In TODO there is an item that says "cluster all tables at once". Might
I ask, how is the system supposed to know on which indexes does it have
to cluster each table?

Maybe if some index had the indisclustered bit set one could select
that; but is it possible for some table to have more than one index with
it? Intuition (but no code observation) says no. And what happens with
those tables that do not have any such index?

--
Alvaro Herrera (<alvherre[a]atentus.com>)
"Oh, great altar of passive entertainment, bestow upon me thy discordant images
at such speed as to render linear thought impossible" (Calvin a la TV)

#2Rod Taylor
rbt@rbt.ca
In reply to: Alvaro Herrera (#1)
Re: CLUSTER all tables at once?

Maybe if some index had the indisclustered bit set one could select
that; but is it possible for some table to have more than one index with
it? Intuition (but no code observation) says no. And what happens with
those tables that do not have any such index?

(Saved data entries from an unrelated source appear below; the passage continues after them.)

use crate::term::{GlossaryTerm, first_letter, normalize_title};
use fst::automaton::Str;
use fst::{Automaton, IntoStreamer, Map, MapBuilder, Streamer};
use serde::Serialize;
use std::collections::BTreeMap;

pub const DEFAULT_PER_PAGE: usize = 10;
pub const SELECTED_CLASS: &str = "selected";

/// The filter applied to a glossary listing request.
#[derive(Debug, Clone, PartialEq, Eq, Default, Serialize)]
#[serde(tag = "kind", content = "value", rename_all = "kebab-case")]
pub enum ListingFilter {
    #[default]
    None,
    /// Titles whose first character is the given letter (or digit).
    Letter(String),
    /// Titles starting with the given text.
    BeginsWith(String),
}

impl ListingFilter {
    /// Builds the filter from request parameters. A letter filter wins over
    /// begins-with; blank values are ignored.
    pub fn from_params(letter: Option<&str>, begins_with: Option<&str>) -> Self {
        let clean = |value: Option<&str>| {
            value
                .map(str::trim)
                .filter(|value| !value.is_empty())
                .map(str::to_string)
        };
        if let Some(letter) = clean(letter) {
            ListingFilter::Letter(letter)
        } else if let Some(prefix) = clean(begins_with) {
            ListingFilter::BeginsWith(prefix)
        } else {
            ListingFilter::None
        }
    }

    pub fn is_letter(&self, letter: &str) -> bool {
        matches!(self, ListingFilter::Letter(active) if fold(active) == fold(letter))
    }

    /// Letter listings are shown whole so every `#fragment` on the page resolves.
    pub fn disables_paging(&self) -> bool {
        matches!(self, ListingFilter::Letter(_))
    }

    pub fn matches(&self, title: &str) -> bool {
        let title = normalize_title(title);
        match self {
            ListingFilter::None => true,
            ListingFilter::Letter(letter) => title
                .chars()
                .next()
                .is_some_and(|ch| fold(&ch.to_string()) == fold(letter)),
            ListingFilter::BeginsWith(prefix) => fold(title).starts_with(&fold(prefix)),
        }
    }

    /// CSS class for a letter in the A-Z navigation.
    pub fn selected_class(&self, letter: &str) -> Option<&'static str> {
        let selected = match self {
            ListingFilter::None => false,
            ListingFilter::Letter(_) => self.is_letter(letter),
            ListingFilter::BeginsWith(prefix) => prefix
                .chars()
                .next()
                .is_some_and(|ch| fold(&ch.to_string()) == fold(letter)),
        };
        selected.then_some(SELECTED_CLASS)
    }
}

fn fold(value: &str) -> String {
    value.to_lowercase()
}

/// Counts titles per upper-cased first character, in alphabetical order.
pub fn first_letter_counts<I, S>(titles: I) -> BTreeMap<String, usize>
where
    I: IntoIterator<Item = S>,
    S: AsRef<str>,
{
    let mut counts = BTreeMap::new();
    for title in titles {
        if let Some(letter) = first_letter(title.as_ref()) {
            *counts.entry(letter).or_insert(0) += 1;
        }
    }
    counts
}

#[derive(Debug, Clone, PartialEq, Eq)]
pub struct ListingQuery {
    pub filter: ListingFilter,
    /// 1-based page number.
    pub page: usize,
    pub per_page: usize,
}

impl Default for ListingQuery {
    fn default() -> Self {
        Self {
            filter: ListingFilter::None,
            page: 1,
            per_page: DEFAULT_PER_PAGE,
        }
    }
}

#[derive(Debug, Clone, Serialize)]
pub struct ListingPage<'a> {
    pub filter: ListingFilter,
    pub page: usize,
    pub total_pages: usize,
    pub total: usize,
    pub items: Vec<&'a GlossaryTerm>,
}

/// Filters, orders alphabetically and pages a term list.
pub fn list_terms<'a>(terms: &'a [GlossaryTerm], query: &ListingQuery) -> ListingPage<'a> {
    let mut matching: Vec<&GlossaryTerm> = terms
        .iter()
        .filter(|term| query.filter.matches(&term.title))
        .collect();
    matching.sort_by(|a, b| {
        fold(a.match_title())
            .cmp(&fold(b.match_title()))
            .then_with(|| a.match_title().cmp(b.match_title()))
    });
    let total = matching.len();

    if query.filter.disables_paging() || query.per_page == 0 {
        return ListingPage {
            filter: query.filter.clone(),
            page: 1,
            total_pages: 1,
            total,
            items: matching,
        };
    }

    let total_pages = total.div_ceil(query.per_page).max(1);
    let page = query.page.max(1);
    let items = matching
        .into_iter()
        .skip((page - 1) * query.per_page)
        .take(query.per_page)
        .collect();
    ListingPage {
        filter: query.filter.clone(),
        page,
        total_pages,
        total,
        items,
    }
}

/// Case-insensitive prefix index over term titles.
pub struct TermIndex {
    map: Map<Vec<u8>>,
    groups: Vec<Vec<usize>>,
    titles: Vec<String>,
}

impl TermIndex {
    pub fn build<I, S>(titles: I) -> Result<Self, fst::Error>
    where
        I: IntoIterator<Item = S>,
        S: AsRef<str>,
    {
        let titles: Vec<String> = titles
            .into_iter()
            .map(|title| normalize_title(title.as_ref()).to_string())
            .collect();
        let mut keyed: BTreeMap<String, Vec<usize>> = BTreeMap::new();
        for (idx, title) in titles.iter().enumerate() {
            if title.is_empty() {
                continue;
            }
            keyed.entry(fold(title)).or_default().push(idx);
        }

        let mut builder = MapBuilder::memory();
        let mut groups = Vec::with_capacity(keyed.len());
        for (key, indices) in keyed {
            builder.insert(&key, groups.len() as u64)?;
            groups.push(indices);
        }
        let map = builder.into_map();
        Ok(Self {
            map,
            groups,
            titles,
        })
    }

    pub fn len(&self) -> usize {
        self.titles.len()
    }

    pub fn is_empty(&self) -> bool {
        self.titles.is_empty()
    }

    pub fn contains(&self, title: &str) -> bool {
        self.map.contains_key(fold(normalize_title(title)))
    }

    /// Returns up to `limit` titles that start with `prefix`, ignoring case.
    pub fn prefix(&self, prefix: &str, limit: usize) -> Vec<&str> {
        let folded = fold(normalize_title(prefix));
        let automaton = Str::new(&folded).starts_with();
        let mut stream = self.map.search(automaton).into_stream();
        let mut results = Vec::new();
        while let Some((_, group)) = stream.next() {
            for &idx in &self.groups[group as usize] {
                if results.len() >= limit {
                    return results;
                }
                results.push(self.titles[idx].as_str());
            }
        }
        results
    }
}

The bool marker sounds useful. Falling back on the primary key is
probably the most appropriate.

#3Tom Lane
tgl@sss.pgh.pa.us
In reply to: Alvaro Herrera (#1)
Re: CLUSTER all tables at once?

Alvaro Herrera <alvherre@atentus.com> writes:

Maybe if some index had the indisclustered bit set one could select
that; but is it possible for some table to have more than one index with
it? Intuition (but no code observation) says no.

At the moment that bit will never be set at all, unless you were to
reach in and set it with a manual "UPDATE pg_index" command.

It would probably be feasible for the CLUSTER code to update the system
catalogs to set the bit on the index used for the clustering (and clear
it from any others it might be set on). Then indisclustered would have
the semantics of "the index most recently used in CLUSTERing its table",
which seems pretty reasonable. And it'd fit in nicely as the control
bit for an auto-CLUSTER command.

And what happens with those tables that do not have any such index?

Nothing, would be my vote. You'd just re-CLUSTER all tables that have
been clustered before, the same way they were last clustered.

(I'm not actually convinced that this behavior is worth the code space
it'd take to implement, btw.)

regards, tom lane

#4Bruce Momjian
bruce@momjian.us
In reply to: Tom Lane (#3)
Re: CLUSTER all tables at once?

Tom Lane wrote:

Alvaro Herrera <alvherre@atentus.com> writes:

Maybe if some index had the indisclustered bit set one could select
that; but is it possible for some table to have more than one index with
it? Intuition (but no code observation) says no.

At the moment that bit will never be set at all, unless you were to
reach in and set it with a manual "UPDATE pg_index" command.

It would probably be feasible for the CLUSTER code to update the system
catalogs to set the bit on the index used for the clustering (and clear
it from any others it might be set on). Then indisclustered would have
the semantics of "the index most recently used in CLUSTERing its table",
which seems pretty reasonable. And it'd fit in nicely as the control
bit for an auto-CLUSTER command.

Added to TODO:

o Cluster all tables at once using pg_index.indisclustered or primary
key

And what happens with those tables that do not have any such index?

Nothing, would be my vote. You'd just re-CLUSTER all tables that have
been clustered before, the same way they were last clustered.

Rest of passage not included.